When starting out at school, half of his classes were English as Second Language courses, while the other half were normal classes taught in English.
One of Keba’s biggest challenges was trying to learn without understanding his teachers.
“I just sat there and watched pretty much,” Keba said. “Later on, I didn’t have that problem any more.”
Keba picked up the language quickly. Within six months, he could understand most of what was being said to him. A year after that, he was nearly fluent.
“Me and my brothers and my sister learned it pretty fast, because we were still little kids,” Keba said. “But if we were older when we came up here, it would have been a lot harder.”
Agostinho also has shown the ability to play catch-up in football.
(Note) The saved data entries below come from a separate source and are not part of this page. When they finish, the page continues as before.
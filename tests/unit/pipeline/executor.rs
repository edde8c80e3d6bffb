//! Validates monitor reconciliation and dry-run planning

use super::{fixture_config, write_theme, write_workflow};
use chrono::NaiveDate;
use comfywall::monitor::Monitor;
use comfywall::pipeline::context::RunContext;
use comfywall::pipeline::executor::{reconcile_monitors, PipelineExecutor, RunOptions};
use comfywall::PipelineError;

const CONFIG: &str = r#"
[[monitors]]
name = "DP-1"
resolution = "2560x1440"
command = "swww"

[themes.dark]
workflow_prefix = "z-image"
default_template = "default.prompt"

[schedule]
day_themes = [{ name = "dark", weight = 1.0 }]
"#;

fn monitor(name: &str, resolution: &str) -> Monitor {
    Monitor {
        name: name.to_string(),
        resolution: resolution.to_string(),
    }
}

fn at_ten_fifteen() -> chrono::NaiveDateTime {
    NaiveDate::from_ymd_opt(2025, 1, 15)
        .expect("valid date")
        .and_hms_opt(10, 15, 0)
        .expect("valid time")
}

fn executor_for(dir: &std::path::Path) -> PipelineExecutor {
    let config = fixture_config(dir, CONFIG);
    let ctx = RunContext::new(config).expect("context");
    PipelineExecutor::with_instant(ctx, RunOptions::default(), at_ten_fifteen())
}

#[test]
fn test_reconcile_keeps_configuration_order() {
    let configured = vec!["A".to_string(), "B".to_string(), "C".to_string()];
    let connected = vec![monitor("C", "1x1"), monitor("A", "1x1")];
    assert_eq!(reconcile_monitors(&configured, &connected), ["A", "C"]);
}

#[test]
fn test_reconcile_tolerates_unconfigured_connected() {
    let configured = vec!["A".to_string()];
    let connected = vec![monitor("A", "1x1"), monitor("X", "1x1")];
    assert_eq!(reconcile_monitors(&configured, &connected), ["A"]);
}

#[test]
fn test_reconcile_empty_intersection() {
    let configured = vec!["A".to_string()];
    let connected = vec![monitor("B", "1x1")];
    assert!(reconcile_monitors(&configured, &connected).is_empty());
}

#[test]
fn test_plan_is_deterministic() {
    let dir = tempfile::tempdir().expect("tempdir");
    write_theme(
        dir.path(),
        "dark",
        "default.prompt",
        "a __color__ scene, {calm|wild}\n$$negative$$\nblurry\n",
    );
    write_workflow(
        dir.path(),
        "z-image-2560x1440",
        r#"{"3": {"inputs": {"text": "$$positive$$"}}, "4": {"inputs": {"text": "$$positive:negative$$"}}}"#,
    );

    let plan_a = executor_for(dir.path()).plan_for("DP-1").expect("plan");
    let plan_b = executor_for(dir.path()).plan_for("DP-1").expect("plan");

    // MD5("2025-01-15-10-0-DP-1") front word
    assert_eq!(plan_a.seed, 3_675_670_325);
    assert_eq!(plan_a.theme, "dark");
    assert_eq!(plan_a.template, "default.prompt");
    assert_eq!(plan_a.workflow_id, "z-image-2560x1440");
    assert_eq!(plan_a.prompts.prompts, plan_b.prompts.prompts);
    assert_eq!(plan_a.prompts.negatives, plan_b.prompts.negatives);
    assert!(plan_a.prompts.prompts["positive"].contains("crimson"));
    assert_eq!(plan_a.prompts.negatives["positive"], "blurry");
    assert_eq!(plan_a.setter, "swww");
}

#[test]
fn test_missing_workflow_error_names_path() {
    let dir = tempfile::tempdir().expect("tempdir");
    write_theme(dir.path(), "dark", "default.prompt", "plain\n");
    // No workflows/ directory at all

    let error = executor_for(dir.path())
        .plan_for("DP-1")
        .expect_err("must fail");
    match &error {
        PipelineError::WorkflowMissing { id, path } => {
            assert_eq!(id, "z-image-2560x1440");
            assert!(path.ends_with("workflows/z-image-2560x1440.json"));
        }
        other => panic!("expected WorkflowMissing, got {other:?}"),
    }
    let expected_path = dir
        .path()
        .join("workflows/z-image-2560x1440.json")
        .display()
        .to_string();
    assert!(error.to_string().contains(&expected_path));
}

#[test]
fn test_theme_override_bypasses_scheduler() {
    let dir = tempfile::tempdir().expect("tempdir");
    write_theme(dir.path(), "alt", "default.prompt", "alternate\n");
    write_workflow(
        dir.path(),
        "alt-2560x1440",
        r#"{"3": {"inputs": {"text": "$$positive$$"}}}"#,
    );

    let config = fixture_config(dir.path(), CONFIG);
    let ctx = RunContext::new(config).expect("context");
    let options = RunOptions {
        theme_override: Some("alt".to_string()),
        ..RunOptions::default()
    };
    let mut executor = PipelineExecutor::with_instant(ctx, options, at_ten_fifteen());

    let plan = executor.plan_for("DP-1").expect("plan");
    assert_eq!(plan.theme, "alt");
    assert_eq!(plan.workflow_id, "alt-2560x1440");
    assert_eq!(plan.prompts.prompts["positive"], "alternate");
}

#[test]
fn test_template_override_bypasses_selection() {
    let dir = tempfile::tempdir().expect("tempdir");
    write_theme(dir.path(), "dark", "default.prompt", "default body\n");
    std::fs::write(
        dir.path().join("themes/dark/prompts/special.prompt"),
        "special body\n",
    )
    .expect("write template");
    write_workflow(
        dir.path(),
        "z-image-2560x1440",
        r#"{"3": {"inputs": {"text": "$$positive$$"}}}"#,
    );

    let config = fixture_config(dir.path(), CONFIG);
    let ctx = RunContext::new(config).expect("context");
    let options = RunOptions {
        template_override: Some("special.prompt".to_string()),
        ..RunOptions::default()
    };
    let mut executor = PipelineExecutor::with_instant(ctx, options, at_ten_fifteen());

    let plan = executor.plan_for("DP-1").expect("plan");
    assert_eq!(plan.template, "special.prompt");
    assert_eq!(plan.prompts.prompts["positive"], "special body");
}

#[test]
fn test_unconfigured_monitor_rejected() {
    let dir = tempfile::tempdir().expect("tempdir");
    write_theme(dir.path(), "dark", "default.prompt", "plain\n");

    let error = executor_for(dir.path())
        .plan_for("DP-9")
        .expect_err("must fail");
    assert!(matches!(error, PipelineError::ConfigInvalid { .. }));
}

#[test]
fn test_plan_display_mentions_every_decision() {
    let dir = tempfile::tempdir().expect("tempdir");
    write_theme(dir.path(), "dark", "default.prompt", "scene\n");
    write_workflow(
        dir.path(),
        "z-image-2560x1440",
        r#"{"3": {"inputs": {"text": "$$positive$$"}}}"#,
    );

    let plan = executor_for(dir.path()).plan_for("DP-1").expect("plan");
    let text = plan.to_string();
    for needle in [
        "DP-1",
        "dark",
        "default.prompt",
        "z-image-2560x1440",
        "3675670325",
        "swww",
    ] {
        assert!(text.contains(needle), "plan display missing '{needle}': {text}");
    }
}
The 6-foot-3, 253-pounder from Katy, Texas, missed the final eight games of his junior season in high school, breaking his arm after a teammate accidentally crashed into him on a tackle.
His junior-year tape — one of the most important tools used by college coaches to evaluate talent — was limited.
“I just tried to stay positive,” Agostinho said. “Instead of thinking about how I might not get offers, I might as well work hard and do good my senior year. That way, I’ll get some.”
Agostinho brought attention back to himself his senior year, posting 78 tackles, 14 tackles for loss, eight sacks and five forced fumbles for James Taylor High School.
Texas A&M — and then-defensive line coach Buddy Wyatt — originally had interest in Agostinho, but that ended when the Aggies ran out of scholarships to give.
When Wyatt accepted a position on KU’s staff in January, he called up Agostinho, who officially signed with KU in February following a campus visit a week earlier.
Agostinho’s career has progressed quickly since. In mid-August, Wyatt told the freshman in a meeting that KU was going to play him this season instead of red-shirting him.
Then last Saturday, against North Dakota State, Agostinho played in four series (or about 20 plays), recording a quarterback hurry.
Much like the past, Agostinho expects to transition quickly to his new setting — this one being Div. I football.
“I had to get the rust off,” Agostinho said. “I feel like, now that my first game is over with, it will be easier for me the rest of the season and other games to come.”